Warning typo(s)!
Kalau mengingat-ingat masa awal menikah, terutama hari pertama bertemu dan hari pernikahan, yang pertama kali muncul di pikiran Jungkook adalah Taehyung yang dingin, berbahasa kaku, juga agak segan dihadapi olehnya karena bagaimana mungkin ia memiliki cukup banyak nyali sementara yang jadi suaminya merupakan orang irit bicara dilengkapi ekspresi wajah datar. Sudah menumpuk bayangan suami berkarakter keras, cuek, dan suka marah-marah jika ada kesalahan sekecil apa pun menimpanya, Jungkook setidaknya pernah menyiapkan mental kalau-kalau memang semua itu terjadi, maklum sekali karena Bambam berkata 3 hari sebelum hari H, pasangan menikah hasil dari perjodohan biasanya tidak berjalan mulus, ketimbang banyak pendekatan yang ada malah saling membuat perjanjian untuk tidak berharap satu sama lain. Lalu, racun yang Bambam sebarkan menepi ke sebuah sugesti bahwa biasanya si suami sedang menjalin hubungan dengan orang lain, terang-terangan bercumbu di hadapan pasangan sahnya, dan yang paling parah pasti menyakiti pasangannya tanpa ada rasa kepuasan.

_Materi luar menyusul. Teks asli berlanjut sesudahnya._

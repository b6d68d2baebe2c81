//! Libros catalog service

use std::sync::Arc;

use validator::Validate;

use crate::{
    error::AppResult,
    models::{Libro, LibroFilter, LibroInput, LibroPatch},
    repository::LibrosRepository,
};

#[derive(Clone)]
pub struct LibrosService {
    repository: Arc<dyn LibrosRepository>,
}

impl LibrosService {
    pub fn new(repository: Arc<dyn LibrosRepository>) -> Self {
        Self { repository }
    }

    /// List books matching the filter
    pub async fn list(&self, filter: &LibroFilter) -> AppResult<Vec<Libro>> {
        filter.validate()?;
        self.repository.list(filter).await
    }

    pub async fn get_by_id(&self, id: i32) -> AppResult<Libro> {
        self.repository.get_by_id(id).await
    }

    /// Create a book
    pub async fn create(&self, input: &LibroInput) -> AppResult<Libro> {
        input.validate()?;
        let libro = self.repository.create(input).await?;
        tracing::info!(id = libro.id, "Libro created");
        Ok(libro)
    }

    /// Replace every field of a book
    pub async fn update(&self, id: i32, input: &LibroInput) -> AppResult<Libro> {
        input.validate()?;
        let libro = self.repository.update(id, input).await?;
        tracing::info!(id, "Libro updated");
        Ok(libro)
    }

    /// Change only the fields that were sent
    pub async fn patch(&self, id: i32, patch: &LibroPatch) -> AppResult<Libro> {
        patch.validate()?;
        let libro = self.repository.patch(id, patch).await?;
        if !patch.is_empty() {
            tracing::info!(id, "Libro patched");
        }
        Ok(libro)
    }

    pub async fn delete(&self, id: i32) -> AppResult<()> {
        self.repository.delete(id).await?;
        tracing::info!(id, "Libro deleted");
        Ok(())
    }

    /// Storage connectivity check (readiness probe)
    pub async fn ping(&self) -> AppResult<()> {
        self.repository.ping().await
    }
}
impl TestResponse {
    fn json(&self) -> Value {
        serde_json::from_slice(&self.body).expect("Response body is not JSON")
    }

    fn libro(&self) -> Libro {
        serde_json::from_slice(&self.body).expect("Response body is not a libro")
    }

    fn libros(&self) -> Vec<Libro> {
        serde_json::from_slice(&self.body).expect("Response body is not a libro list")
    }

    fn assert_error_body(&self) {
        let body = self.json();
        assert!(body["error"].is_string(), "expected an error body, got {}", body);
    }
}

fn input(titulo: &str, autor: &str, ano: i32) -> LibroInput {
    LibroInput {
        titulo: titulo.to_string(),
        autor: autor.to_string(),
        ano,
    }
}

fn seeded_repository() -> InMemoryLibrosRepository {
    InMemoryLibrosRepository::with_libros([
        input("Dune", "Frank Herbert", 1965),
        input("1984", "George Orwell", 1949),
        input("Fahrenheit 451", "Ray Bradbury", 1953),
    ])
}

fn app(repository: InMemoryLibrosRepository) -> Router {
    api::create_router(AppState::new(AppConfig::default(), Arc::new(repository)))
}

fn seeded_app() -> Router {
    app(seeded_repository())
}

fn empty_app() -> Router {
    app(InMemoryLibrosRepository::new())
}

async fn send_raw(app: &Router, method: Method, uri: &str, body: Option<&str>) -> TestResponse {
    let mut builder = Request::builder().method(method).uri(uri);
    if body.is_some() {
        builder = builder.header(header::CONTENT_TYPE, "application/json");
    }
    let request = builder
        .body(body.map(|b| Body::from(b.to_string())).unwrap_or_else(Body::empty))
        .unwrap();

    let response = app.clone().oneshot(request).await.unwrap();

    let status = response.status();
    let allow = response
        .headers()
        .get(header::ALLOW)
        .map(|v| v.to_str().unwrap().to_string());
    let body = axum::body::to_bytes(response.into_body(), usize::MAX)
        .await
        .unwrap()
        .to_vec();

    TestResponse { status, allow, body }
}

async fn send(app: &Router, method: Method, uri: &str, body: Option<Value>) -> TestResponse {
    let body = body.map(|b| b.to_string());
    send_raw(app, method, uri, body.as_deref()).await
}

async fn count(app: &Router) -> usize {
    send(app, Method::GET, "/libros", None).await.libros().len()
}

// =========================================================================
// LIST
// =========================================================================

#[tokio::test]
async fn test_list_returns_every_libro_in_id_order() {
    let app = seeded_app();

    let response = send(&app, Method::GET, "/libros", None).await;

    assert_eq!(response.status, StatusCode::OK);
    let ids: Vec<i32> = response.libros().iter().map(|l| l.id).collect();
    assert_eq!(ids, vec![1, 2, 3]);
}

#[tokio::test]
async fn test_list_on_empty_storage_is_an_empty_array() {
    let app = empty_app();

    let response = send(&app, Method::GET, "/libros", None).await;

    assert_eq!(response.status, StatusCode::OK);
    assert_eq!(response.body, b"[]");
}

#[tokio::test]
async fn test_list_filters_by_inclusive_year_range() {
    let app = seeded_app();

    let response = send(&app, Method::GET, "/libros?yearFrom=1950&yearTo=1960", None).await;

    assert_eq!(response.status, StatusCode::OK);
    let libros = response.libros();
    assert_eq!(libros.len(), 1);
    assert!(libros.iter().all(|l| (1950..=1960).contains(&l.ano)));

    let bounds = send(&app, Method::GET, "/libros?yearFrom=1949&yearTo=1953", None).await;
    let titles: Vec<String> = bounds.libros().into_iter().map(|l| l.titulo).collect();
    assert_eq!(titles, vec!["1984", "Fahrenheit 451"]);
}

#[tokio::test]
async fn test_list_accepts_short_parameter_names() {
    let app = seeded_app();

    let response = send(&app, Method::GET, "/libros?autor=orwell&from=1900&to=2000", None).await;

    assert_eq!(response.status, StatusCode::OK);
    let libros = response.libros();
    assert_eq!(libros.len(), 1);
    assert_eq!(libros[0].autor, "George Orwell");
}
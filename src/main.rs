//! Libros Server - book catalog REST API

use std::{net::SocketAddr, sync::Arc, time::Duration};

use anyhow::Context;
use sqlx::postgres::PgPoolOptions;
use tracing_subscriber::{layer::SubscriberExt, util::SubscriberInitExt};

use libros_api::{api, config::AppConfig, repository::PgLibrosRepository, AppState};

#[tokio::main]
async fn main() -> anyhow::Result<()> {
    // Load environment variables from .env file
    dotenvy::dotenv().ok();

    let config = AppConfig::load().context("Failed to load configuration")?;

    init_tracing(&config);

    tracing::info!("Starting Libros Server v{}", env!("CARGO_PKG_VERSION"));

    // Create database connection pool
    let pool = PgPoolOptions::new()
        .max_connections(config.database.max_connections)
        .min_connections(config.database.min_connections)
        .acquire_timeout(Duration::from_secs(config.database.acquire_timeout_secs))
        .connect(&config.database.url)
        .await
        .context("Failed to connect to database")?;

    tracing::info!("Connected to database");

    if config.database.run_migrations {
        sqlx::migrate!("./migrations")
            .run(&pool)
            .await
            .context("Failed to run database migrations")?;
        tracing::info!("Database migrations completed");
    }

    let addr = SocketAddr::new(
        config.server.host.parse().context("Invalid host address")?,
        config.server.port,
    );

    let repository = Arc::new(PgLibrosRepository::new(pool.clone()));
    let state = AppState::new(config, repository);
    let app = api::create_router(state);

    tracing::info!("Server listening on http://{}", addr);

    let listener = tokio::net::TcpListener::bind(addr).await?;
    axum::serve(listener, app)
        .with_graceful_shutdown(shutdown_signal())
        .await?;

    pool.close().await;
    tracing::info!("Server stopped");

    Ok(())
}

fn init_tracing(config: &AppConfig) {
    let filter = tracing_subscriber::EnvFilter::try_from_default_env()
        .unwrap_or_else(|_| format!("libros_api={},tower_http=debug", config.logging.level).into());

    let registry = tracing_subscriber::registry().with(filter);
    if config.logging.format == "json" {
        registry.with(tracing_subscriber::fmt::layer().json()).init();
    } else {
        registry.with(tracing_subscriber::fmt::layer()).init();
    }
}

async fn shutdown_signal() {
    let ctrl_c = async {
        if let Err(e) = tokio::signal::ctrl_c().await {
            tracing::error!("Failed to listen for Ctrl+C: {}", e);
            std::future::pending::<()>().await;
        }
    };

    #[cfg(unix)]
    let terminate = async {
        match tokio::signal::unix::signal(tokio::signal::unix::SignalKind::terminate()) {
            Ok(mut signal) => {
                signal.recv().await;
            }
            Err(e) => {
                tracing::error!("Failed to listen for SIGTERM: {}", e);
                std::future::pending::<()>().await;
            }
        }
    };

    #[cfg(not(unix))]
    let terminate = std::future::pending::<()>();

    tokio::select! {
        _ = ctrl_c => {},
        _ = terminate => {},
    }

    tracing::info!("Shutdown signal received");
}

Itu yang umum terjadi apabila mengambil keyakinan hanya dari cerita bacaan bergenre mellow drama dan berlebihan karena seorang protagonis selalu bersikap lemah, lembek, tak ada perlawanan, tentunya terkesan berlebihan. Masa iya ada orang yang terlalu sabar menghadapi situasi sesulit itu? Marah pada suaminya wajar, bukan? Balas membentak gara-gara dibentak lebih dulu wajar, bukan? Diam saja setelah disalahkan padahal tidak membuat kesalahan, pastinya tak wajar, bukan? Tapi Jungkook mengerti sebatas "cerita bacaan" yang mana membuat Bambam menjadi over thinking jika mengambil topik pasangan menikah hasil perjodohan. Namun tetap, dirinya paling benci cerita berlebihan seperti itu, Jungkook lebih memilih mengawasi cerita di mana dua tokoh utamanya saling menyakiti sekalian karena lebih menantang diikuti jalan ceritanya, daripada yang satu berwatak keras dan satunya pendiam sesudah disakiti berkali-kali.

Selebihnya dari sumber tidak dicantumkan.